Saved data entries

____________________

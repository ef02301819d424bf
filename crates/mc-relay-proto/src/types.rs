//! Base data types used throughout the protocol.

use std::fmt;

use bytes::{Buf, BufMut};
use serde::{Deserialize, Serialize};
use thiserror::Error;

use crate::codec::{ProtoDecode, ProtoEncode};
use crate::error::ProtoError;

// ---------------------------------------------------------------------------
// Errors
// ---------------------------------------------------------------------------

#[derive(Debug, Error)]
pub enum VarIntError {
    #[error("buffer too short")]
    BufferTooShort,
    #[error("VarInt is too long (more than {max_bytes} bytes)")]
    TooManyBytes { max_bytes: usize },
}

// ---------------------------------------------------------------------------
// VarInt (i32: two's complement bits, LEB128, no ZigZag)
// ---------------------------------------------------------------------------

#[derive(Clone, Copy, PartialEq, Eq, Hash, Serialize, Deserialize)]
pub struct VarInt(pub i32);

impl VarInt {
    /// Maximum bytes a VarInt can occupy.
    pub const MAX_BYTES: usize = 5;

    /// Number of bytes `value` occupies on the wire.
    pub fn encoded_len(value: i32) -> usize {
        let mut value = value as u32;
        let mut len = 1;
        while value & !0x7F != 0 {
            value >>= 7;
            len += 1;
        }
        len
    }

    /// Decode from a byte slice. Returns the value and the number of bytes consumed.
    ///
    /// `BufferTooShort` means the slice ends inside the VarInt and more data
    /// may complete it.
    pub fn decode(buf: &[u8]) -> Result<(Self, usize), VarIntError> {
        Self::decode_bounded(buf, Self::MAX_BYTES)
    }

    /// Like [`VarInt::decode`] but rejecting encodings longer than `max_bytes`.
    pub fn decode_bounded(buf: &[u8], max_bytes: usize) -> Result<(Self, usize), VarIntError> {
        let mut result: u32 = 0;
        for (i, &byte) in buf.iter().enumerate() {
            if i >= max_bytes {
                return Err(VarIntError::TooManyBytes { max_bytes });
            }
            result |= ((byte & 0x7F) as u32) << (7 * i);
            if byte & 0x80 == 0 {
                return Ok((VarInt(result as i32), i + 1));
            }
        }
        if buf.len() >= max_bytes {
            return Err(VarIntError::TooManyBytes { max_bytes });
        }
        Err(VarIntError::BufferTooShort)
    }
}

impl ProtoEncode for VarInt {
    fn proto_encode(&self, buf: &mut impl BufMut) {
        let mut value = self.0 as u32;
        loop {
            if value & !0x7F == 0 {
                buf.put_u8(value as u8);
                return;
            }
            buf.put_u8((value & 0x7F | 0x80) as u8);
            value >>= 7;
        }
    }
}

impl ProtoDecode for VarInt {
    fn proto_decode(buf: &mut impl Buf) -> Result<Self, ProtoError> {
        let mut result: u32 = 0;
        for i in 0..Self::MAX_BYTES {
            if !buf.has_remaining() {
                return Err(VarIntError::BufferTooShort.into());
            }
            let byte = buf.get_u8();
            result |= ((byte & 0x7F) as u32) << (7 * i);
            if byte & 0x80 == 0 {
                return Ok(VarInt(result as i32));
            }
        }
        Err(VarIntError::TooManyBytes {
            max_bytes: Self::MAX_BYTES,
        }
        .into())
    }
}

impl From<i32> for VarInt {
    fn from(v: i32) -> Self {
        VarInt(v)
    }
}

impl From<VarInt> for i32 {
    fn from(v: VarInt) -> Self {
        v.0
    }
}

impl fmt::Debug for VarInt {
    fn fmt(&self, f: &mut fmt::Formatter<'_>) -> fmt::Result {
        write!(f, "VarInt({})", self.0)
    }
}

impl fmt::Display for VarInt {
    fn fmt(&self, f: &mut fmt::Formatter<'_>) -> fmt::Result {
        write!(f, "{}", self.0)
    }
}
//! Session-relay proxy for Minecraft 1.8: backend accounts stay logged in to
//! their servers while players attach to and switch between them.

pub mod accounts;
pub mod auth;
pub mod backend;
pub mod cache;
pub mod config;
pub mod console;
pub mod error;
pub mod grants;
pub mod login;
pub mod net;
pub mod proxy;
pub mod redirect;
pub mod registry;
pub mod text;
pub mod user;

pub use error::ProxyError;
pub use proxy::Proxy;
use std::path::Path;
use std::time::Duration;

use serde::Deserialize;

#[derive(Debug, Default, Deserialize)]
pub struct ProxyConfig {
    #[serde(default)]
    pub proxy: ProxySection,
    #[serde(default)]
    pub timing: TimingSection,
    #[serde(default)]
    pub accounts: AccountsSection,
    #[serde(default)]
    pub logging: LoggingSection,
}

#[derive(Debug, Deserialize)]
pub struct ProxySection {
    #[serde(default = "default_bind")]
    pub bind: String,
    #[serde(default = "default_motd")]
    pub motd: String,
    /// Packets at or above this size are compressed for viewers. Negative disables.
    #[serde(default = "default_compression_threshold")]
    pub compression_threshold: i32,
}

fn default_bind() -> String {
    "0.0.0.0:25567".into()
}

fn default_motd() -> String {
    "mc-relay".into()
}

fn default_compression_threshold() -> i32 {
    256
}

impl Default for ProxySection {
    fn default() -> Self {
        Self {
            bind: default_bind(),
            motd: default_motd(),
            compression_threshold: default_compression_threshold(),
        }
    }
}

#[derive(Debug, Deserialize)]
pub struct TimingSection {
    /// How long a detached viewer keeps priority on its last backend.
    #[serde(default = "default_reconnect_grace")]
    pub reconnect_grace_secs: u64,
    #[serde(default = "default_keep_alive_interval")]
    pub keep_alive_interval_secs: u64,
    /// A backend silent for longer than this is dropped.
    #[serde(default = "default_backend_timeout")]
    pub backend_timeout_secs: u64,
    #[serde(default = "default_connect_timeout")]
    pub connect_timeout_secs: u64,
}

fn default_reconnect_grace() -> u64 {
    60
}

fn default_keep_alive_interval() -> u64 {
    10
}

fn default_backend_timeout() -> u64 {
    30
}

fn default_connect_timeout() -> u64 {
    15
}

impl Default for TimingSection {
    fn default() -> Self {
        Self {
            reconnect_grace_secs: default_reconnect_grace(),
            keep_alive_interval_secs: default_keep_alive_interval(),
            backend_timeout_secs: default_backend_timeout(),
            connect_timeout_secs: default_connect_timeout(),
        }
    }
}

impl TimingSection {
    pub fn reconnect_grace(&self) -> Duration {
        Duration::from_secs(self.reconnect_grace_secs)
    }

    pub fn keep_alive_interval(&self) -> Duration {
        Duration::from_secs(self.keep_alive_interval_secs.max(1))
    }

    pub fn backend_timeout(&self) -> Duration {
        Duration::from_secs(self.backend_timeout_secs)
    }

    pub fn connect_timeout(&self) -> Duration {
        Duration::from_secs(self.connect_timeout_secs)
    }
}

#[derive(Debug, Deserialize)]
pub struct AccountsSection {
    #[serde(default = "default_accounts_file")]
    pub file: String,
    /// `host:port` of a SOCKS5 proxy used for backend connections.
    #[serde(default)]
    pub socks_proxy: Option<String>,
}

fn default_accounts_file() -> String {
    "accounts.txt".into()
}

impl Default for AccountsSection {
    fn default() -> Self {
        Self {
            file: default_accounts_file(),
            socks_proxy: None,
        }
    }
}

#[derive(Debug, Deserialize)]
pub struct LoggingSection {
    #[serde(default = "default_log_level")]
    pub level: String,
}

fn default_log_level() -> String {
    "info".into()
}

impl Default for LoggingSection {
    fn default() -> Self {
        Self {
            level: default_log_level(),
        }
    }
}

impl ProxyConfig {
    pub fn load<P: AsRef<Path>>(path: P) -> Result<Self, Box<dyn std::error::Error>> {
        let contents = std::fs::read_to_string(path)?;
        let config: Self = toml::from_str(&contents)?;
        Ok(config)
    }

    /// Like [`ProxyConfig::load`], but a missing file yields the defaults.
    pub fn load_or_default<P: AsRef<Path>>(path: P) -> Result<Self, Box<dyn std::error::Error>> {
        if path.as_ref().exists() {
            Self::load(path)
        } else {
            Ok(Self::default())
        }
    }
}

#[cfg(test)]
mod tests {
    use super::*;

    #[test]
    fn parse_config() {
        let toml_str = r#"
            [proxy]
            bind = "127.0.0.1:25570"
            motd = "Test Relay"
            compression_threshold = 512

            [timing]
            reconnect_grace_secs = 90

            [accounts]
            file = "alts.txt"
            socks_proxy = "127.0.0.1:1080"

            [logging]
            level = "debug"
        "#;
        let config: ProxyConfig = toml::from_str(toml_str).unwrap();
        assert_eq!(config.proxy.bind, "127.0.0.1:25570");
        assert_eq!(config.proxy.motd, "Test Relay");
        assert_eq!(config.proxy.compression_threshold, 512);
        assert_eq!(config.timing.reconnect_grace(), Duration::from_secs(90));
        // untouched keys keep their defaults
        assert_eq!(config.timing.keep_alive_interval_secs, 10);
        assert_eq!(config.timing.backend_timeout_secs, 30);
        assert_eq!(config.accounts.file, "alts.txt");
        assert_eq!(config.accounts.socks_proxy.as_deref(), Some("127.0.0.1:1080"));
        assert_eq!(config.logging.level, "debug");
    }

    #[test]
    fn empty_config_uses_defaults() {
        let config: ProxyConfig = toml::from_str("").unwrap();
        assert_eq!(config.proxy.bind, "0.0.0.0:25567");
        assert_eq!(config.proxy.motd, "mc-relay");
        assert_eq!(config.proxy.compression_threshold, 256);
        assert_eq!(config.timing.reconnect_grace_secs, 60);
        assert_eq!(config.timing.connect_timeout_secs, 15);
        assert_eq!(config.accounts.file, "accounts.txt");
        assert!(config.accounts.socks_proxy.is_none());
        assert_eq!(config.logging.level, "info");
    }

    #[test]
    fn missing_file_falls_back_to_defaults() {
        let config = ProxyConfig::load_or_default("/nonexistent/mc-relay/proxy.toml").unwrap();
        assert_eq!(config.proxy.compression_threshold, 256);
    }

    #[test]
    fn partial_section_fills_defaults() {
        let config: ProxyConfig = toml::from_str("[proxy]\nmotd = \"hi\"\n").unwrap();
        assert_eq!(config.proxy.motd, "hi");
        assert_eq!(config.proxy.bind, "0.0.0.0:25567");
    }
}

____________________

▸ YOUR TASK
Whenever the string "TimingSection" shows up in a line above, copy that line.

▸ FINAL ANSWER
    pub timing: TimingSection,
pub struct TimingSection {
impl Default for TimingSection {
impl TimingSection {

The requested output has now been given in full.